Addemar añade en su escrito a la Consejería que «se debe crear un mecanismo que no deje en manos de las operadoras faltas que pueden acarrear consecuencias nefastas». «Realmente no sabemos si una empresa puede expulsar de forma arbitraria a un residente de su casa. Nos parece muy grave e inadmisible que esto pueda suceder y más grave aún que desde la Administración se respalde esta vulneración de derechos fundamentales».
Protocolo de 2007
En el protocolo de 2007 no aparecía entre los deberes de las personas usuarias y familiares de los mayores ninguno relativo a la prohibición de realizar críticas al centro o sus trabajadores.
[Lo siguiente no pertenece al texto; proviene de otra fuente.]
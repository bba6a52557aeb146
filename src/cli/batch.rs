//! # batch 子命令 CLI 定义
//!
//! ## 依赖关系
//! - 被 `cli/mod.rs` 使用
//! - 参数传递给 `commands/batch.rs`

use super::model::ModelArgs;

use clap::Args;
use std::path::PathBuf;

/// batch 子命令参数
#[derive(Args, Debug)]
pub struct BatchArgs {
    #[command(flatten)]
    pub model: ModelArgs,

    /// Data file or directory of data files (q in the first column)
    pub input: PathBuf,

    /// Output directory for the <name>_model.csv files
    #[arg(short, long, default_value = "model_output")]
    pub output: PathBuf,

    /// Glob pattern for input files (comma separated)
    #[arg(long, default_value = "*.dat,*.txt,*.csv,*.xy")]
    pub pattern: String,

    /// Recurse into subdirectories
    #[arg(long, default_value_t = false)]
    pub recursive: bool,

    /// Overwrite existing output files
    #[arg(long, default_value_t = false)]
    pub overwrite: bool,

    /// Number of parallel jobs (0 = auto)
    #[arg(short, long, env = "SANS_JOBS", default_value_t = 0)]
    pub jobs: usize,
}
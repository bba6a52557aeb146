//! # 数据模型模块
//!
//! 定义模型参数、参数分布以及椭圆柱散射模型。
//!
//! ## 依赖关系
//! - 被 `commands/` 和 `parsers/` 使用
//! - 子模块: parameter, dispersion, elliptical_cylinder

pub mod dispersion;
pub mod elliptical_cylinder;
pub mod parameter;

pub use dispersion::{Dispersion, DispersionKind, WeightPoint};
pub use elliptical_cylinder::EllipticalCylinderModel;
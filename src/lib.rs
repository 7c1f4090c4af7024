//! Schema modeling and migration-diff engine for embedded SQL databases.
//!
//! Build up a [`schema::Schema`] from application-declared tables and
//! columns, fold successive migration steps into it with
//! [`schema::Schema::accumulate`], and turn a step into a SQL statement
//! stream with [`plan::plan`]. [`trace`] keeps foreign keys pointed at the
//! right name across renames; [`dialect`] and [`render`] carry the
//! vendor-specific parts of SQL generation.

pub mod accumulate;
pub mod codec;
pub mod column;
pub mod dialect;
pub mod driver;
pub mod entry;
pub mod error;
pub mod ident;
pub mod plan;
pub mod render;
pub mod schema;
pub mod table;
pub mod trace;
pub mod value;

pub use column::Column;
pub use dialect::Dialect;
pub use error::{Error, Result};
pub use schema::{Schema, SchemaVersion};
pub use table::Table;
//! Folds a migration-step schema/table into a running one.
//!
//! Every step record is classified by which of `name`/`old_name` it
//! carries (see [`crate::entry::Reentry`]); folding it in produces one of
//! four outcomes: add, alter, rename, or drop. Renames and drops leave a
//! tombstone behind in the same column/table list rather than recording
//! history anywhere else — [`crate::trace`] is what later makes sense of
//! those tombstones.

use crate::column::{Column, ColumnFlag};
use crate::error::{Error, Result};
use crate::ident::{CasePolicy, Named};
use crate::schema::Schema;
use crate::table::{Table, TableFlag};
use crate::trace;

#[derive(Debug, Clone, Copy, PartialEq, Eq)]
pub enum Classify {
    Add,
    Alter,
    Rename,
    Drop,
}

pub fn classify_column(col: &Column) -> Classify {
    if col.reentry.name.is_none() {
        Classify::Drop
    } else if col.reentry.old_name.is_some() {
        Classify::Rename
    } else if col.flags.contains(ColumnFlag::Changed) {
        Classify::Alter
    } else {
        Classify::Add
    }
}

pub fn classify_table(table: &Table) -> Classify {
    if table.reentry.name.is_none() {
        Classify::Drop
    } else if table.reentry.old_name.is_some() {
        Classify::Rename
    } else if table.flags.contains(TableFlag::Changed) {
        Classify::Alter
    } else {
        Classify::Add
    }
}

fn find_live_column_index(table: &Table, policy: CasePolicy, name: &str) -> Option<usize> {
    table
        .columns
        .as_slice()
        .iter()
        .position(|c| c.is_live() && policy.eq(c.name().unwrap(), name))
}

fn find_live_table_index(schema: &Schema, policy: CasePolicy, name: &str) -> Option<usize> {
    schema
        .tables
        .as_slice()
        .iter()
        .position(|t| t.is_live() && policy.eq(t.name().unwrap(), name))
}

/// Folds `step`'s columns into `base` in place.
pub fn accumulate_table(base: &mut Table, step: Table, policy: CasePolicy) -> Result<()> {
    for col in step.columns.into_vec() {
        match classify_column(&col) {
            Classify::Alter => {
                let name = col.name().unwrap().to_string();
                let idx = find_live_column_index(base, policy, &name)
                    .ok_or_else(|| Error::EntryNotFound(name.clone()))?;
                base.columns.remove_at(idx);
                base.columns.push(col);
                base.flags |= TableFlag::ColAltered;
            }
            Classify::Drop => {
                let old = col.old_name().unwrap().to_string();
                let idx = find_live_column_index(base, policy, &old)
                    .ok_or_else(|| Error::EntryNotFound(old.clone()))?;
                base.columns.remove_at(idx);
                base.columns.push(col);
                base.flags |= TableFlag::ColDropped;
            }
            Classify::Rename => {
                let old = col.old_name().unwrap().to_string();
                let new = col.name().unwrap().to_string();
                let idx = find_live_column_index(base, policy, &old)
                    .ok_or_else(|| Error::EntryNotFound(old.clone()))?;
                base.columns
                    .iter_mut()
                    .nth(idx)
                    .unwrap()
                    .reentry
                    .name = Some(new);
                let mut waypoint = col;
                waypoint.flags |= ColumnFlag::Renamed;
                base.columns.push(waypoint);
                base.flags |= TableFlag::ColRenamed;
            }
            Classify::Add => {
                let constraint = col.flags.contains(ColumnFlag::Constraint);
                base.columns.push(col);
                base.flags |= if constraint {
                    TableFlag::ColAddedConstraint
                } else {
                    TableFlag::ColAdded
                };
            }
        }
    }
    Ok(())
}

/// Folds `step`'s tables into `base`, then resolves foreign-key names via
/// [`trace::trace_foreign`] and advances the accumulation watermarks.
pub fn accumulate_schema(base: &mut Schema, step: Schema) -> Result<()> {
    let policy = base.policy;

    for step_table in step.tables.into_vec() {
        match classify_table(&step_table) {
            Classify::Alter => {
                let name = step_table.name().unwrap().to_string();
                let idx = find_live_table_index(base, policy, &name)
                    .ok_or_else(|| Error::EntryNotFound(name.clone()))?;
                let mut target = base.tables.remove_at(idx);
                accumulate_table(&mut target, step_table, policy)?;
                target.flags |= TableFlag::Changed;
                base.tables.push(target);
            }
            Classify::Drop => {
                let old = step_table.old_name().unwrap().to_string();
                let idx = find_live_table_index(base, policy, &old)
                    .ok_or_else(|| Error::EntryNotFound(old.clone()))?;
                base.tables.remove_at(idx);
                base.tables.push(step_table);
            }
            Classify::Rename => {
                let old = step_table.old_name().unwrap().to_string();
                let new = step_table.name().unwrap().to_string();
                let idx = find_live_table_index(base, policy, &old)
                    .ok_or_else(|| Error::EntryNotFound(old.clone()))?;
                base.tables.iter_mut().nth(idx).unwrap().reentry.name = Some(new);
                let mut waypoint = step_table;
                waypoint.flags |= TableFlag::Renamed;
                base.tables.push(waypoint);
            }
            Classify::Add => {
                base.tables.push(step_table);
            }
        }
    }

    if step.version.0 < base.version.0 {
        tracing::warn!(
            base = base.version.0,
            step = step.version.0,
            "ignoring schema step with older version than the running schema"
        );
    } else {
        base.version = step.version;
    }

    trace::trace_foreign(base)?;

    base.offset = base.tables.len();
    for table in base.tables.iter_mut() {
        table.offset = table.columns.len();
    }

    Ok(())
}

impl Table {
    pub fn accumulate(&mut self, step: Table, policy: CasePolicy) -> Result<()> {
        accumulate_table(self, step, policy)
    }
}

impl Schema {
    pub fn accumulate(&mut self, step: Schema) -> Result<()> {
        accumulate_schema(self, step)
    }
}

#[cfg(test)]
mod tests {
    use super::*;

    fn base_schema() -> Schema {
        let mut s = Schema::new("app");
        let t = s.create_table("users");
        t.add_int64("id").autoincrement();
        t.add_string("email", 191);
        s
    }

    #[test]
    fn add_column_appends() {
        let mut base = base_schema();
        let mut step = Schema::change("app", 2);
        step.alter_table("users").add_string("nickname", 64);
        base.accumulate(step).unwrap();
        let users = base.find_table("users").unwrap();
        assert!(users.columns.as_slice().iter().any(|c| c.name() == Some("nickname")));
    }

    #[test]
    fn drop_column_leaves_tombstone_and_removes_live() {
        let mut base = base_schema();
        let mut step = Schema::change("app", 2);
        step.alter_table("users").drop_column("email", CasePolicy::Sensitive);
        base.accumulate(step).unwrap();
        let users = base.find_table("users").unwrap();
        assert!(!users.columns.as_slice().iter().any(|c| c.name() == Some("email") && !c.flags.contains(ColumnFlag::Renamed)));
        assert!(users
            .columns
            .as_slice()
            .iter()
            .any(|c| c.is_tombstone() && c.old_name() == Some("email")));
    }

    #[test]
    fn rename_column_updates_live_and_leaves_waypoint() {
        let mut base = base_schema();
        let mut step = Schema::change("app", 2);
        step.alter_table("users").rename_column("email", "email_address", CasePolicy::Sensitive);
        base.accumulate(step).unwrap();
        let users = base.find_table("users").unwrap();
        assert!(users
            .columns
            .as_slice()
            .iter()
            .any(|c| c.is_live() && c.name() == Some("email_address")));
        assert!(users
            .columns
            .as_slice()
            .iter()
            .any(|c| c.flags.contains(ColumnFlag::Renamed) && c.old_name() == Some("email")));
    }

    #[test]
    fn chained_renames_leave_two_waypoints() {
        let mut base = base_schema();
        let mut step1 = Schema::change("app", 2);
        step1.alter_table("users").rename_column("email", "mail", CasePolicy::Sensitive);
        base.accumulate(step1).unwrap();

        let mut step2 = Schema::change("app", 3);
        step2.alter_table("users").rename_column("mail", "email_address", CasePolicy::Sensitive);
        base.accumulate(step2).unwrap();

        let users = base.find_table("users").unwrap();
        let waypoints: Vec<_> = users
            .columns
            .as_slice()
            .iter()
            .filter(|c| c.flags.contains(ColumnFlag::Renamed))
            .collect();
        assert_eq!(waypoints.len(), 2);
        assert!(users
            .columns
            .as_slice()
            .iter()
            .any(|c| c.is_live() && c.name() == Some("email_address")));
    }

    #[test]
    fn alter_missing_column_is_an_error() {
        let mut base = base_schema();
        let mut step = Schema::change("app", 2);
        step.alter_table("users").drop_column("ghost", CasePolicy::Sensitive);
        assert!(base.accumulate(step).is_err());
    }

    #[test]
    fn add_table_and_drop_table_roundtrip() {
        let mut base = base_schema();
        let mut step = Schema::change("app", 2);
        step.create_table("posts").add_int64("id");
        base.accumulate(step).unwrap();
        assert!(base.find_table("posts").is_some());

        let mut step2 = Schema::change("app", 3);
        step2.drop_table("posts");
        base.accumulate(step2).unwrap();
        assert!(base.find_table("posts").is_none());
    }

    #[test]
    fn offsets_advance_after_accumulate() {
        let mut base = base_schema();
        let mut step = Schema::change("app", 2);
        step.alter_table("users").add_string("nickname", 64);
        base.accumulate(step).unwrap();
        assert_eq!(base.offset, base.tables.len());
        let users = base.find_table("users").unwrap();
        assert_eq!(users.offset, users.columns.len());
    }
}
Las faltas muy graves, que eran castigadas de la misma manera, se producían si se daban situaciones como «promover altercados, riñas o peleas», o provocar «un grave perjuicio para las personas en situación de dependencia o para el centro».
El detonante para el cambio de protocolo fue que los familiares realizaron entrevistas para medios locales para contar el estado de sus mayores cuando el covid entró en la residencia en el verano de 2021.
«Hay una trama corrupta donde prima el resultado económico»
Paulino Campos, presidente de la Asociacións de Usuarias e Familiares de Residencias (Rede) y uno de los portavoces de la Plataforma estatal no se sorprende con casos casos como este, que empiezan a ser ya habituales. «Se están recrudeciendo las amenazas y las coacciones sobre las familias críticas que piden que se respeten los derechos de las personas mayores que viven en las residencias. Es inaceptable», denuncia.
Además considera «demoledor» asistir al envejecimiento de un ser querido, algo que se recrudece por lo que califica como «efecto aniquilador» de la «cloaca» de las residencias. «Hay una trama corrupta desde el punto de vista de la ética donde prima el resultado económico de las instalaciones donde son aparcadas las personas mayores», lamenta.